■ Stored data entries ■
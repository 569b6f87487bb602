use serde::{Serialize, Serializer};
use std::collections::BTreeMap;
use std::panic::{catch_unwind, AssertUnwindSafe};
use std::sync::atomic::{AtomicU64, Ordering};
use std::sync::{Arc, Mutex, MutexGuard};
use tokio::sync::broadcast;

use super::types::{HostIdentity, PipelineKind};

const EVENT_CHANNEL_CAPACITY: usize = 1024;

#[derive(Debug, Clone, PartialEq, Eq)]
pub enum ProgressOutcome {
    Running {
        started_step: Option<String>,
        completed_step: Option<String>,
    },
    Succeeded {
        completed_step: String,
    },
    Failed {
        failed_step: String,
        completed_step: Option<String>,
        error: String,
    },
    Cancelled {
        completed_step: Option<String>,
    },
}

impl ProgressOutcome {
    pub fn is_terminal(&self) -> bool {
        !matches!(self, ProgressOutcome::Running { .. })
    }

    pub fn label(&self) -> &'static str {
        match self {
            ProgressOutcome::Running { .. } => "running",
            ProgressOutcome::Succeeded { .. } => "succeeded",
            ProgressOutcome::Failed { .. } => "failed",
            ProgressOutcome::Cancelled { .. } => "cancelled",
        }
    }
}

/// Latest progress of one pipeline on one host. `0 <= from <= to <= 100`.
#[derive(Debug, Clone, PartialEq, Eq)]
pub struct InstallProgress {
    pub host: HostIdentity,
    pub from: u8,
    pub to: u8,
    pub outcome: ProgressOutcome,
}

impl InstallProgress {
    pub fn ok(&self) -> bool {
        !matches!(
            self.outcome,
            ProgressOutcome::Failed { .. } | ProgressOutcome::Cancelled { .. }
        )
    }

    pub fn is_succeeded(&self) -> bool {
        matches!(self.outcome, ProgressOutcome::Succeeded { .. })
    }

    pub fn started_step(&self) -> Option<&str> {
        match &self.outcome {
            ProgressOutcome::Running { started_step, .. } => started_step.as_deref(),
            _ => None,
        }
    }

    pub fn completed_step(&self) -> Option<&str> {
        match &self.outcome {
            ProgressOutcome::Running { completed_step, .. }
            | ProgressOutcome::Failed { completed_step, .. }
            | ProgressOutcome::Cancelled { completed_step } => completed_step.as_deref(),
            ProgressOutcome::Succeeded { completed_step } => Some(completed_step),
        }
    }

    pub fn failed_step(&self) -> Option<&str> {
        match &self.outcome {
            ProgressOutcome::Failed { failed_step, .. } => Some(failed_step),
            _ => None,
        }
    }

    pub fn error(&self) -> Option<&str> {
        match &self.outcome {
            ProgressOutcome::Failed { error, .. } => Some(error),
            ProgressOutcome::Cancelled { .. } => Some("cancelled"),
            _ => None,
        }
    }

    fn wire<'a>(&'a self, pipeline: Option<PipelineKind>) -> ProgressWire<'a> {
        ProgressWire {
            host: &self.host,
            pipeline,
            state: self.outcome.label(),
            from: self.from,
            to: self.to,
            ok: self.ok(),
            started_step: self.started_step(),
            completed_step: self.completed_step(),
            failed_step: self.failed_step(),
            error: self.error(),
        }
    }
}

#[derive(Serialize)]
#[serde(rename_all = "camelCase")]
struct ProgressWire<'a> {
    host: &'a HostIdentity,
    #[serde(skip_serializing_if = "Option::is_none")]
    pipeline: Option<PipelineKind>,
    state: &'static str,
    from: u8,
    to: u8,
    ok: bool,
    started_step: Option<&'a str>,
    completed_step: Option<&'a str>,
    failed_step: Option<&'a str>,
    #[serde(skip_serializing_if = "Option::is_none")]
    error: Option<&'a str>,
}

impl Serialize for InstallProgress {
    fn serialize<S: Serializer>(&self, serializer: S) -> Result<S::Ok, S::Error> {
        self.wire(None).serialize(serializer)
    }
}

/// A snapshot tagged with the pipeline it belongs to.
#[derive(Debug, Clone, PartialEq, Eq)]
pub struct ProgressUpdate {
    pub pipeline: PipelineKind,
    pub progress: InstallProgress,
}

impl Serialize for ProgressUpdate {
    fn serialize<S: Serializer>(&self, serializer: S) -> Result<S::Ok, S::Error> {
        self.progress.wire(Some(self.pipeline)).serialize(serializer)
    }
}

#[derive(Debug, Clone, PartialEq, Eq, Serialize)]
#[serde(tag = "type", rename_all = "snake_case")]
pub enum ProgressEvent {
    Updated(ProgressUpdate),
    Removed { host: HostIdentity },
    Reset,
}

pub type ProgressMap = BTreeMap<HostIdentity, BTreeMap<PipelineKind, InstallProgress>>;

pub type ListenerId = u64;

type Listener = Arc<dyn Fn(&ProgressEvent) + Send + Sync>;

/// Latest progress per host and pipeline for the current run.
///
/// Listeners run synchronously on the writer's thread, outside the map lock.
/// A panicking listener is logged and skipped.
pub struct ProgressStore {
    entries: Mutex<ProgressMap>,
    listeners: Mutex<BTreeMap<ListenerId, Listener>>,
    next_listener: AtomicU64,
    events: broadcast::Sender<ProgressEvent>,
}

impl Default for ProgressStore {
    fn default() -> Self {
        Self::new()
    }
}

fn recover<'a, T>(result: std::sync::LockResult<MutexGuard<'a, T>>, what: &str) -> MutexGuard<'a, T> {
    match result {
        Ok(guard) => guard,
        Err(poisoned) => {
            tracing::warn!(lock = what, "progress lock poisoned; recovering");
            poisoned.into_inner()
        }
    }
}

impl ProgressStore {
    pub fn new() -> Self {
        let (events, _) = broadcast::channel(EVENT_CHANNEL_CAPACITY);
        Self {
            entries: Mutex::new(BTreeMap::new()),
            listeners: Mutex::new(BTreeMap::new()),
            next_listener: AtomicU64::new(1),
            events,
        }
    }

    fn entries(&self) -> MutexGuard<'_, ProgressMap> {
        recover(self.entries.lock(), "entries")
    }

    fn listeners(&self) -> MutexGuard<'_, BTreeMap<ListenerId, Listener>> {
        recover(self.listeners.lock(), "listeners")
    }

    pub fn set(&self, host: &HostIdentity, pipeline: PipelineKind, snapshot: InstallProgress) {
        self.entries()
            .entry(host.clone())
            .or_default()
            .insert(pipeline, snapshot.clone());
        self.publish(ProgressEvent::Updated(ProgressUpdate {
            pipeline,
            progress: snapshot,
        }));
    }

    pub fn get(&self, host: &HostIdentity, pipeline: PipelineKind) -> Option<InstallProgress> {
        self.entries()
            .get(host)
            .and_then(|pipelines| pipelines.get(&pipeline))
            .cloned()
    }

    /// Removes every pipeline entry for `host`. Returns whether anything was removed.
    pub fn delete(&self, host: &HostIdentity) -> bool {
        let removed = self.entries().remove(host).is_some();
        if removed {
            self.publish(ProgressEvent::Removed { host: host.clone() });
        }
        removed
    }

    pub fn reset(&self) {
        self.entries().clear();
        self.publish(ProgressEvent::Reset);
    }

    pub fn snapshot(&self) -> ProgressMap {
        self.entries().clone()
    }

    /// Flattened snapshot, ordered by host then pipeline.
    pub fn updates(&self) -> Vec<ProgressUpdate> {
        self.entries()
            .values()
            .flat_map(|pipelines| {
                pipelines.iter().map(|(pipeline, progress)| ProgressUpdate {
                    pipeline: *pipeline,
                    progress: progress.clone(),
                })
            })
            .collect()
    }

    pub fn all_installed(&self) -> bool {
        all_installed(&self.entries())
    }

    pub fn subscribe<F>(&self, listener: F) -> ListenerId
    where
        F: Fn(&ProgressEvent) + Send + Sync + 'static,
    {
        let id = self.next_listener.fetch_add(1, Ordering::Relaxed);
        self.listeners().insert(id, Arc::new(listener));
        id
    }

    pub fn unsubscribe(&self, id: ListenerId) -> bool {
        self.listeners().remove(&id).is_some()
    }

    /// Async view of the same events. Slow receivers observe `Lagged`.
    pub fn watch(&self) -> broadcast::Receiver<ProgressEvent> {
        self.events.subscribe()
    }

    fn publish(&self, event: ProgressEvent) {
        let listeners: Vec<(ListenerId, Listener)> = self
            .listeners()
            .iter()
            .map(|(id, listener)| (*id, listener.clone()))
            .collect();
        for (id, listener) in listeners {
            if catch_unwind(AssertUnwindSafe(|| listener(&event))).is_err() {
                tracing::warn!(listener = id, "progress listener panicked");
            }
        }
        // No receivers is fine.
        let _ = self.events.send(event);
    }
}

/// True once every host reports both required pipelines succeeded at 100.
pub fn all_installed(progress: &ProgressMap) -> bool {
    !progress.is_empty() && progress.values().all(host_installed)
}

pub fn host_installed(pipelines: &BTreeMap<PipelineKind, InstallProgress>) -> bool {
    PipelineKind::REQUIRED.iter().all(|kind| {
        pipelines
            .get(kind)
            .is_some_and(|progress| progress.is_succeeded() && progress.to == 100)
    })
}

/// Hosts holding back `all_installed`, in host order.
pub fn pending_hosts(progress: &ProgressMap) -> Vec<HostIdentity> {
    progress
        .iter()
        .filter(|(_, pipelines)| !host_installed(pipelines))
        .map(|(host, _)| host.clone())
        .collect()
}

■ To do ■
Pull out every line above that holds the word "bool".

■ Result for this exercise ■
    pub fn is_terminal(&self) -> bool {
    pub fn ok(&self) -> bool {
    pub fn is_succeeded(&self) -> bool {
    ok: bool,
    pub fn delete(&self, host: &HostIdentity) -> bool {
    pub fn all_installed(&self) -> bool {
    pub fn unsubscribe(&self, id: ListenerId) -> bool {
pub fn all_installed(progress: &ProgressMap) -> bool {
pub fn host_installed(pipelines: &BTreeMap<PipelineKind, InstallProgress>) -> bool {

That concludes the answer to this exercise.